Zabiegi w kriokomorze i ćwiczenia na sali gimnastycznej prowadzi specjalnie przeszkolony zespół fizjoterapeutów, obligatoryjny pomiar ciśnienia przed zabiegiem wykonuje pielęgniarka, zabezpieczona jest także opieka medyczna.

W przypadku przeciwwskazań do kriokomory albo wskazań leczenia pojedynczych okolic, jest to obrzęki, bóle stawów, urazy, stłuczenia, skręcenia, zwichnięcia, przeciążenia w CePeLek-u proponuje się zabiegi krioterapii miejscowej. – Te wykonujemy w jeszcze szerszym zakresie, poprzez cały dzień. Zabiegi krioterapii są jednymi z częściej służących i skuteczniejszych zabiegów fizjoterapeutycznych – mówi Dymitrowicz.

Sposób ma znaczenie

Leczenie zimnem to nie tylko krioterapia. W specjalnościach zabiegowych, w ginekologii i dermatologii, wykorzystuje się destrukcyjne działanie niskiej teperatury. Takie zabiegi zaliczaja się do kriochirurgii. Ponadto w rehabilitacji wykorzystuje się inne metody dostarczania zimna, które mogą mieć charakter niestymulacyjny (ochładzanie), takie jak polewanie zimną wodą, okłady z lodu czy wykorzystywanie termożeli. Krioterapia ma z kolei charakter stymulacyjny (kriostymulacja). Stosuje się tutaj nadmuchy schłodzonym powietrzem i parami skroplonych gazów.

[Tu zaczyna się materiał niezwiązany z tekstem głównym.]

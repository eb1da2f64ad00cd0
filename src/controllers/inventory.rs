use axum::{
    extract::State,
    http::StatusCode,
    response::{IntoResponse, Response},
    routing::{get, post},
    Json, Router,
};
use serde::Deserialize;
use std::sync::Arc;
use validator::Validate;

use crate::error::ApiError;
use crate::models::{ListingField, RowId, RowQuery};
use crate::services::InventoryApi;
use crate::table::TableView;
use crate::AppState;

pub fn routes<A: InventoryApi + 'static>() -> Router<Arc<AppState<A>>> {
    Router::new()
        .route("/inventory/table", get(get_table::<A>))
        .route("/inventory/rows/load", post(load_rows::<A>))
        .route("/inventory/rows/refresh", post(refresh_rows::<A>))
        .route("/inventory/selection/all", post(select_all::<A>))
        .route("/inventory/selection/none", post(deselect_all::<A>))
        .route("/inventory/selection/toggle", post(toggle_row::<A>))
        .route("/inventory/clone", post(clone_selected::<A>))
        .route("/inventory/publish", post(publish_live::<A>))
        .route("/inventory/publish-cloned", post(publish_cloned::<A>))
        .route("/inventory/edit/open", post(open_edit::<A>))
        .route("/inventory/edit/field", post(set_field::<A>))
        .route("/inventory/edit/save", post(save_edit::<A>))
        .route("/inventory/edit/cancel", post(cancel_edit::<A>))
        .route("/inventory/delete/request", post(request_delete::<A>))
        .route("/inventory/delete/confirm", post(confirm_delete::<A>))
        .route("/inventory/delete/cancel", post(cancel_delete::<A>))
}

/* ---------- helpers ---------- */

async fn table_response<A: InventoryApi + 'static>(state: &AppState<A>, status: StatusCode) -> Response {
    let view: TableView = state.inventory.view().await;
    (status, Json(view)).into_response()
}

// Ошибка коллаборатора уже залогирована и лежит в уведомлениях таблицы.
fn outcome_status<T>(result: &Result<T, ApiError>) -> StatusCode {
    match result {
        Ok(_) => StatusCode::OK,
        Err(_) => StatusCode::BAD_GATEWAY,
    }
}

/* ---------- TABLE ---------- */

// GET /api/inventory/table
async fn get_table<A: InventoryApi + 'static>(State(state): State<Arc<AppState<A>>>) -> Response {
    table_response(&state, StatusCode::OK).await
}

// POST /api/inventory/rows/load
async fn load_rows<A: InventoryApi + 'static>(
    State(state): State<Arc<AppState<A>>>,
    Json(query): Json<RowQuery>,
) -> Response {
    if let Err(e) = query.validate() {
        return (StatusCode::BAD_REQUEST, e.to_string()).into_response();
    }
    let status = outcome_status(&state.inventory.load(query).await);
    table_response(&state, status).await
}

// POST /api/inventory/rows/refresh
async fn refresh_rows<A: InventoryApi + 'static>(State(state): State<Arc<AppState<A>>>) -> Response {
    let status = outcome_status(&state.inventory.refresh().await);
    table_response(&state, status).await
}

/* ---------- SELECTION ---------- */

#[derive(Debug, Deserialize)]
struct ToggleRequest {
    id: RowId,
}

// POST /api/inventory/selection/all
async fn select_all<A: InventoryApi + 'static>(State(state): State<Arc<AppState<A>>>) -> Response {
    state.inventory.select_all().await;
    table_response(&state, StatusCode::OK).await
}

// POST /api/inventory/selection/none
async fn deselect_all<A: InventoryApi + 'static>(State(state): State<Arc<AppState<A>>>) -> Response {
    state.inventory.deselect_all().await;
    table_response(&state, StatusCode::OK).await
}

// POST /api/inventory/selection/toggle
async fn toggle_row<A: InventoryApi + 'static>(
    State(state): State<Arc<AppState<A>>>,
    Json(req): Json<ToggleRequest>,
) -> Response {
    state.inventory.toggle(req.id).await;
    table_response(&state, StatusCode::OK).await
}

/* ---------- CLONE / PUBLISH ---------- */

// POST /api/inventory/clone
async fn clone_selected<A: InventoryApi + 'static>(State(state): State<Arc<AppState<A>>>) -> Response {
    let status = outcome_status(&state.inventory.clone_selected().await);
    table_response(&state, status).await
}

// POST /api/inventory/publish
async fn publish_live<A: InventoryApi + 'static>(State(state): State<Arc<AppState<A>>>) -> Response {
    let status = outcome_status(&state.inventory.publish_live().await);
    table_response(&state, status).await
}

// POST /api/inventory/publish-cloned
async fn publish_cloned<A: InventoryApi + 'static>(State(state): State<Arc<AppState<A>>>) -> Response {
    let status = outcome_status(&state.inventory.publish_cloned().await);
    table_response(&state, status).await
}

/* ---------- EDIT SESSION ---------- */

#[derive(Debug, Deserialize)]
struct SetFieldRequest {
    field: String,
    value: String,
}

// POST /api/inventory/edit/open
async fn open_edit<A: InventoryApi + 'static>(State(state): State<Arc<AppState<A>>>) -> Response {
    state.inventory.open_edit().await;
    table_response(&state, StatusCode::OK).await
}

// POST /api/inventory/edit/field
async fn set_field<A: InventoryApi + 'static>(
    State(state): State<Arc<AppState<A>>>,
    Json(req): Json<SetFieldRequest>,
) -> Response {
    let field = match req.field.parse::<ListingField>() {
        Ok(field) => field,
        Err(e) => return (StatusCode::BAD_REQUEST, e.to_string()).into_response(),
    };
    match state.inventory.set_field(field, &req.value).await {
        Ok(_) => table_response(&state, StatusCode::OK).await,
        Err(e) => (StatusCode::BAD_REQUEST, e.to_string()).into_response(),
    }
}

// POST /api/inventory/edit/save
async fn save_edit<A: InventoryApi + 'static>(State(state): State<Arc<AppState<A>>>) -> Response {
    let status = outcome_status(&state.inventory.save_edit().await);
    table_response(&state, status).await
}

// POST /api/inventory/edit/cancel
async fn cancel_edit<A: InventoryApi + 'static>(State(state): State<Arc<AppState<A>>>) -> Response {
    state.inventory.cancel_edit().await;
    table_response(&state, StatusCode::OK).await
}

/* ---------- DELETE ---------- */

// POST /api/inventory/delete/request
async fn request_delete<A: InventoryApi + 'static>(State(state): State<Arc<AppState<A>>>) -> Response {
    state.inventory.request_delete().await;
    table_response(&state, StatusCode::OK).await
}

// POST /api/inventory/delete/confirm
async fn confirm_delete<A: InventoryApi + 'static>(State(state): State<Arc<AppState<A>>>) -> Response {
    let status = outcome_status(&state.inventory.confirm_delete().await);
    table_response(&state, status).await
}

// POST /api/inventory/delete/cancel
async fn cancel_delete<A: InventoryApi + 'static>(State(state): State<Arc<AppState<A>>>) -> Response {
    state.inventory.cancel_delete().await;
    table_response(&state, StatusCode::OK).await
}
use serde::{Deserialize, Serialize};
use std::fmt;
use std::str::FromStr;

use crate::error::FieldError;

/// Идентификатор строки инвентаря (одного объявления о продаже билетов).
#[derive(Debug, Clone, Copy, PartialEq, Eq, PartialOrd, Ord, Hash, Serialize, Deserialize)]
#[serde(transparent)]
pub struct RowId(pub i64);

impl fmt::Display for RowId {
    fn fmt(&self, f: &mut fmt::Formatter<'_>) -> fmt::Result {
        write!(f, "{}", self.0)
    }
}

#[derive(Debug, Clone, Copy, PartialEq, Eq, Serialize, Deserialize)]
#[serde(rename_all = "snake_case")]
pub enum ListingStatus {
    Draft,
    Clone,
    Published,
}

/// Одна строка таблицы инвентаря продавца.
#[derive(Debug, Clone, PartialEq, Serialize, Deserialize)]
pub struct InventoryRow {
    pub id: RowId,
    pub quantity: u32,
    pub price: f64,
    pub category: String,
    #[serde(default)]
    pub section: String,
    #[serde(default)]
    pub row_label: String,
    #[serde(default)]
    pub notes: String,
    /// Строка создана копированием другого объявления и ещё не опубликована отдельно.
    pub is_cloned: bool,
    pub status: ListingStatus,
}

impl InventoryRow {
    pub fn apply(&mut self, field: ListingField, value: &FieldValue) {
        match (field, value) {
            (ListingField::Quantity, FieldValue::Quantity(q)) => self.quantity = *q,
            (ListingField::Price, FieldValue::Price(p)) => self.price = *p,
            (ListingField::Category, FieldValue::Text(s)) => self.category = s.clone(),
            (ListingField::Section, FieldValue::Text(s)) => self.section = s.clone(),
            (ListingField::RowLabel, FieldValue::Text(s)) => self.row_label = s.clone(),
            (ListingField::Notes, FieldValue::Text(s)) => self.notes = s.clone(),
            // FieldValue создаётся только через ListingField::parse, виды всегда совпадают.
            _ => {}
        }
    }

    pub fn apply_all(&mut self, changes: &FieldChanges) {
        for (field, value) in changes {
            self.apply(*field, value);
        }
    }
}

/// Поля объявления, доступные для (массового) редактирования.
#[derive(Debug, Clone, Copy, PartialEq, Eq, PartialOrd, Ord, Hash, Serialize, Deserialize)]
#[serde(rename_all = "snake_case")]
pub enum ListingField {
    Quantity,
    Price,
    Category,
    Section,
    RowLabel,
    Notes,
}

impl ListingField {
    pub fn as_str(self) -> &'static str {
        match self {
            ListingField::Quantity => "quantity",
            ListingField::Price => "price",
            ListingField::Category => "category",
            ListingField::Section => "section",
            ListingField::RowLabel => "row_label",
            ListingField::Notes => "notes",
        }
    }

    /// Разбирает сырой ввод из формы в типизированное значение поля.
    pub fn parse(self, raw: &str) -> Result<FieldValue, FieldError> {
        let trimmed = raw.trim();
        let invalid = |reason: &str| FieldError::InvalidValue {
            field: self.as_str(),
            value: raw.to_string(),
            reason: reason.to_string(),
        };

        match self {
            ListingField::Quantity => {
                let q: u32 = trimmed.parse().map_err(|_| invalid("expected a whole number"))?;
                if q == 0 {
                    return Err(invalid("quantity must be at least 1"));
                }
                Ok(FieldValue::Quantity(q))
            }
            ListingField::Price => {
                let p: f64 = trimmed.parse().map_err(|_| invalid("expected a number"))?;
                if !p.is_finite() || p < 0.0 {
                    return Err(invalid("price must be a non-negative amount"));
                }
                Ok(FieldValue::Price(p))
            }
            ListingField::Category => {
                if trimmed.is_empty() {
                    return Err(invalid("category cannot be empty"));
                }
                Ok(FieldValue::Text(trimmed.to_string()))
            }
            ListingField::Section | ListingField::RowLabel | ListingField::Notes => {
                Ok(FieldValue::Text(trimmed.to_string()))
            }
        }
    }
}

impl fmt::Display for ListingField {
    fn fmt(&self, f: &mut fmt::Formatter<'_>) -> fmt::Result {
        f.write_str(self.as_str())
    }
}

impl FromStr for ListingField {
    type Err = FieldError;

    fn from_str(s: &str) -> Result<Self, Self::Err> {
        match s {
            "quantity" => Ok(ListingField::Quantity),
            "price" => Ok(ListingField::Price),
            "category" => Ok(ListingField::Category),
            "section" => Ok(ListingField::Section),
            "row_label" | "row" => Ok(ListingField::RowLabel),
            "notes" => Ok(ListingField::Notes),
            other => Err(FieldError::UnknownField(other.to_string())),
        }
    }
}

#[derive(Debug, Clone, PartialEq, Serialize)]
#[serde(untagged)]
pub enum FieldValue {
    Quantity(u32),
    Price(f64),
    Text(String),
}

/// Общий набор изменений: одно значение на поле, применяется ко всем выделенным строкам.
pub type FieldChanges = std::collections::BTreeMap<ListingField, FieldValue>;

#[cfg(test)]
mod tests {
    use super::*;

    fn row() -> InventoryRow {
        InventoryRow {
            id: RowId(1),
            quantity: 2,
            price: 120.0,
            category: "VIP".into(),
            section: "A".into(),
            row_label: "3".into(),
            notes: String::new(),
            is_cloned: false,
            status: ListingStatus::Draft,
        }
    }

    #[test]
    fn parses_known_fields() {
        assert_eq!("price".parse::<ListingField>().unwrap(), ListingField::Price);
        assert_eq!("row".parse::<ListingField>().unwrap(), ListingField::RowLabel);
        assert!(matches!(
            "colour".parse::<ListingField>(),
            Err(FieldError::UnknownField(f)) if f == "colour"
        ));
    }

    #[test]
    fn rejects_invalid_values() {
        assert!(ListingField::Quantity.parse("0").is_err());
        assert!(ListingField::Quantity.parse("two").is_err());
        assert!(ListingField::Price.parse("-1").is_err());
        assert!(ListingField::Price.parse("NaN").is_err());
        assert!(ListingField::Category.parse("   ").is_err());
        assert_eq!(ListingField::Notes.parse("").unwrap(), FieldValue::Text(String::new()));
    }

    #[test]
    fn apply_changes_only_touches_named_fields() {
        let mut r = row();
        let mut changes = FieldChanges::new();
        changes.insert(ListingField::Price, ListingField::Price.parse("50").unwrap());
        r.apply_all(&changes);

        assert_eq!(r.price, 50.0);
        assert_eq!(r.quantity, 2);
        assert_eq!(r.category, "VIP");
    }

    #[test]
    fn row_id_serializes_as_plain_number() {
        let json = serde_json::to_string(&row()).unwrap();
        assert!(json.contains("\"id\":1"));
        assert!(json.contains("\"status\":\"draft\""));
    }
}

W krioterapii miejscowej używane są urządzenia na ciekły azot i dwutlenek węgla. Producenci na polskim rynku proponują taki sprzęt w cenach od 8 do 30 tys. zł. z kolei w krioterapii ogólnoustrojowej wykorzystuje się trzy typy kriokomór: azotowe, na zimne powietrze i agregatowe. Ceny kriokomór zamykają się w przedziale od 130 do 400 tys. zł. W Polsce jest aktualnie ok. 70 albo 80 ( wg różnych źródeł) placówek medycznych, które mają kriokomory różnych producentów.

– Krioterapia ogólnoustrojowa uruchamia ogólne reakcje w organizmie. Bardzo regularnie pacjenci po wyjściu z kriokomory są poddawani krioterapii lokalnej. Przy konkretnych schorzeniach, na przykład bólu łokcia, krioterapia ogólnoustrojowa nigdy nie będzie mieć tak silnego działania – mówi Tadeusz Narkiewicz, prezes spółki Kriomedpol.

Narodowy Fundusz Zdrowia wydał na refundację krioterapii w 2009 roku 45,4 mln zł, co stanowi 2,6 procenta sumy przeznaczonej łącznie na rehabilitację. Na krioterapię miejscową NFZ wydał znacząco więcej, ponieważ aż 31 mln zł, w trakcie gdy na krioterapię ogólnoustrojową 14 mln zł.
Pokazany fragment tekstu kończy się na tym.